E o Conselho saúda a disponibilidade da Comissão para aumentar mais a flexibilidade e a alavancagem na utilização dos instrumentos da UE; louva o contributo do Grupo BEI na mobilização de recursos para as garantias bancárias e os investimentos destinados às empresas europeias, em especial as pequenas e médias, incluindo a utilização do orçamento da UE; convida os ministros das Finanças a explorarem, célere, as possibilidades de aumentar a resposta do Grupo BEI ao coronavírus; acolhe as orientações da Comissão na análise do investimento direto estrangeiro; e apela aos Estados a que tomem todas as medidas necessárias para proteger os ativos e a tecnologia estratégicos de investimentos estrangeiros suscetíveis de ameaçar os objetivos das políticas públicas, passo útil para a autonomia estratégica da UE, durante a crise e posteriormente. E, porque o Covid-19 afeta pessoas e sociedades em todo o mundo e terá impacto a longo prazo na economia e comércio mundiais, A UE compromete-se a cooperar a nível internacional e a procurar soluções multilaterais para combater a pandemia e as suas consequências; e fará tudo o que estiver ao seu alcance para apoiar os países e as comunidades no combate à crise, bem como para reforçar a sustentabilidade das cadeias de valor e de abastecimento integradas a nível mundial, para as adaptar conforme necessário e para atenuar o impacto negativo da crise em termos socioeconómicos.

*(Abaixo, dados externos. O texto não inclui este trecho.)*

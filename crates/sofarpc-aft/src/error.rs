//! Error types for the adaptive fault tolerance subsystem.

use thiserror::Error;

/// Errors that can occur while configuring or regulating providers.
#[derive(Debug, Error)]
pub enum AftError {
    /// A configuration value is out of range.
    #[error("invalid fault tolerance config: {reason}")]
    InvalidConfig {
        /// Which value was rejected and why.
        reason: String,
    },

    /// Config file extension is neither `toml` nor `json`.
    #[error("unsupported config file extension: {ext:?}")]
    UnsupportedConfigFormat {
        /// The extension found on the path.
        ext: String,
    },

    /// TOML config could not be parsed.
    #[error("TOML config error: {0}")]
    TomlParse(#[from] toml::de::Error),

    /// JSON config could not be parsed.
    #[error("JSON config error: {0}")]
    JsonParse(#[from] serde_json::Error),

    /// The weight store holds the fully-removed sentinel for this provider.
    #[error("provider {provider} of {service} has been removed")]
    ProviderRemoved {
        /// Service the provider belongs to.
        service: String,
        /// Provider address.
        provider: String,
    },

    /// A weight store implementation failed to apply a change.
    #[error("weight store error: {reason}")]
    WeightStore {
        /// Failure description from the store.
        reason: String,
    },

    /// A panic escaped while regulating one service model.
    #[error("regulation of {app}/{service} panicked: {reason}")]
    ModelPanicked {
        /// Consumer application.
        app: String,
        /// Service being regulated.
        service: String,
        /// Panic payload, when it was a string.
        reason: String,
    },

    /// I/O error while reading configuration.
    #[error(transparent)]
    IoError(#[from] std::io::Error),
}

/// Result alias for the fault tolerance subsystem.
pub type Result<T> = std::result::Result<T, AftError>;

No apoio a cidadãos retidos em países terceiros, o Conselho, com o apoio ativo do alto representante e da Comissão, continuará a intensificar os esforços para garantir que os cidadãos da UE retidos em países terceiros que pretendam regressar a casa o possam fazer. A Comissão apresentará uma adenda às orientações relativas à gestão das fronteiras, a fim de facilitar os regimes de trânsito para os cidadãos da UE repatriados.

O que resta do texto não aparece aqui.